Considering that nearly all curren soho routers can't even handle 1 Gb/s at wire-speed....
It sounds nice, but who is actually going to use it ?
Re:Nobody actually gets 1 Gbps (Score:4, Informative)
Re:Nobody actually gets 1 Gbps (Score:4, Informative)
I disagree with that article on the single point of multi-tasking. Right now, I have a 24 mbps connection from AT&T and for single tasks, yes it is pretty much plenty for me for general use (once I have my home server up this will NOT be the case though). The thing is if I could turn on all the things I want to at once, I could easily saturate 300 to 400 mbps half the day right now.
There are tons of services, background downloads, personal applications, and so on that I just turn on and off depending on what I am doing. When working on any websites, I have to turn some other stuff off so that I can access pages, upload files, etc. but with a 1 gbps connection I would not give one single damn what-so-ever. On top of that the many things I would like to implement and host from home I could run all the time (various game servers, home web hosting, file hosting for myself, client-server applications, documentation and my own personal "cloud" services, the list is kind of massive now that I think about it) without worrying about destroying everyone else's connection at my house. I mean I do like the idea of cloud hosting for instance, but not when someone else is the host and with that kind of connection I can be the host.
Now, I will definitely give you that I am probably in the very small minority of people that could/would do this sort of thing, but that is the main advantage (right now) of 1 gbps connections. Beyond that expandability comes to mind since so many things are transitioning to run over internet connections. My TV and phone both run through the same line but are limited by necessity right now since things are run to me over such lower bandwidth connections. Considering many places want to completely get rid of POTS lines and most of your TV services are going to a vastly improved digital distribution service, high bandwidth connection are going to become much more useful in the future (not *necessary* for a while simply because it is going to take forever for this to roll out to rural areas due to the ROI being so much smaller for that kind of deployment).

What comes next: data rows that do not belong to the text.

//! Structural hardware generation for Weft systems.
//!
//! Modules are declared in a [`Library`] as data records with a construction
//! function. A [`System`] runs the pipeline over them:
//!
//! 1. [`generate`](System::generate) runs every construction function once,
//!    children before parents, through a [`ModuleBuilder`] that checks channel
//!    and bundle contracts as they are declared, and materializes the instance
//!    tree addressed by AppID paths;
//! 2. [`compile`](System::compile) validates the finished graph, resolves
//!    every service instance to a builtin or a host endpoint, collects the
//!    manifest and lowers through the selected [`Backend`];
//! 3. [`package`](System::package) writes the artifacts into the output
//!    directory.
//!
//! # Usage
//!
//! ```ignore
//! let mut system = System::new("ESIMem", library, "Top", BackendPreset::Cosim, "build/cosim");
//! system.build()?;
//! ```

#![warn(missing_docs)]

pub mod arbitration;
pub mod backend;
pub mod builder;
pub mod compile;
pub mod context;
pub mod errors;
pub mod generate;
pub mod library;
pub mod manifest;
pub mod package;
pub mod resolve;
pub mod system;
pub mod validate;

pub use arbitration::{policy_for, ArbitrationPolicy, FixedPriority, RoundRobin};
pub use backend::{backend_for, Artifact, Backend, Capabilities, CosimBackend, XrtBackend};
pub use builder::{BundleHandle, ChannelHandle, ModuleBuilder, RoleChannels};
pub use compile::CompiledDesign;
pub use errors::{BuildError, ErrorKind};
pub use library::{Library, ModuleDecl};
pub use manifest::Manifest;
pub use package::{PackageReport, PackagedFile};
pub use resolve::{BuiltinImpl, ClientRef, HostEndpoint, Resolution, ServiceMap};
pub use system::{Stage, System};
//! Arbitration between service instances sharing one builtin resource.
//!
//! When several clients issue requests to the same builtin port in one cycle,
//! an [`ArbitrationPolicy`] picks the one that is served. The policy kind is
//! chosen by the backend preset and may be overridden per target in
//! configuration. A backend may also supply its own policy through
//! [`Backend::arbitration_policy`](crate::Backend::arbitration_policy).

use std::fmt;
use weft_config::Arbitration;

/// Grants one of several simultaneous requests.
///
/// `select` is pure so it can be evaluated combinationally during a cycle;
/// `commit` records a completed grant at the clock edge.
pub trait ArbitrationPolicy: fmt::Debug + Send {
    /// Returns the policy kind.
    fn kind(&self) -> Arbitration;

    /// Returns the index of the request to serve, or `None` if nobody asks.
    fn select(&self, requests: &[bool]) -> Option<usize>;

    /// Records that `granted` was served this cycle.
    fn commit(&mut self, granted: usize);
}

/// The lowest-numbered requester always wins.
#[derive(Debug, Default, Clone)]
pub struct FixedPriority;

impl ArbitrationPolicy for FixedPriority {
    fn kind(&self) -> Arbitration {
        Arbitration::FixedPriority
    }

    fn select(&self, requests: &[bool]) -> Option<usize> {
        requests.iter().position(|&r| r)
    }

    fn commit(&mut self, _granted: usize) {}
}

/// The search for a requester starts just after the last one served.
#[derive(Debug, Default, Clone)]
pub struct RoundRobin {
    last: Option<usize>,
}

impl ArbitrationPolicy for RoundRobin {
    fn kind(&self) -> Arbitration {
        Arbitration::RoundRobin
    }

    fn select(&self, requests: &[bool]) -> Option<usize> {
        let n = requests.len();
        if n == 0 {
            return None;
        }
        let start = self.last.map_or(0, |last| (last + 1) % n);
        (0..n).map(|offset| (start + offset) % n).find(|&i| requests[i])
    }

    fn commit(&mut self, granted: usize) {
        self.last = Some(granted);
    }
}

/// Creates a fresh policy of the given kind.
pub fn policy_for(kind: Arbitration) -> Box<dyn ArbitrationPolicy> {
    match kind {
        Arbitration::FixedPriority => Box::new(FixedPriority),
        Arbitration::RoundRobin => Box::new(RoundRobin::default()),
    }
}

If it isn't cost prohibitive to the consumer, bring on the increased bandwidth I say, can't wait until they roll it out to my area.
Re:Nobody actually gets 1 Gbps (Score:4, Informative)
I regularly saturate 50Mbps downstream. I just timed it: 12 minutes for a 4.2GB Knoppix ISO. I also download Youtube Videos at 50Mbps. If you're seeing no more than 24Mbps (M is mega, m is milli, btw.), even though your ISP promises more, then check if your router is a bottleneck. The WAN-to-LAN throughput is CPU limited on most routers, and many can't handle a true high speed connection. (If I had a gigabit connection to the internet, the first thing I would do is build my own router from PC hardware, just to be able to use that bandwidth.) Another pitfall is that XP doesn't achieve full TCP throughput on high speed internet connections without a parameter modification. Obvious tip is obvious: Use a wired connection to measure throughput. WLAN throughput can be unreliable.
Re:Missed the point (Score:5, Informative)
Then you're going to be disappointed.
The speed of light in optical fibre is about 200km per millisecond. So a round-trip ping of 10ms, ignoring all other sources of latency, limits you to a range of 1000km (call it 600 miles). And that's never going to change.
Re:Missed the point (Score:4, Informative)
I don't think getting gigabit would help latency much. Latency is largely a function of how many routers you're going through and physical distance, neither of which is affected by whether you have fiber to the home. Furthermore, your internet connection to your home is just last mile stuff anyway. The vast majority of the distance your packets travel is over fiber even if you personally are using dialup.
Fiber might help latency slightly, because it would improve the speed of transmission for the final 0.1% of the distance. However, I'd guess the overall difference in ping times would be pretty slight.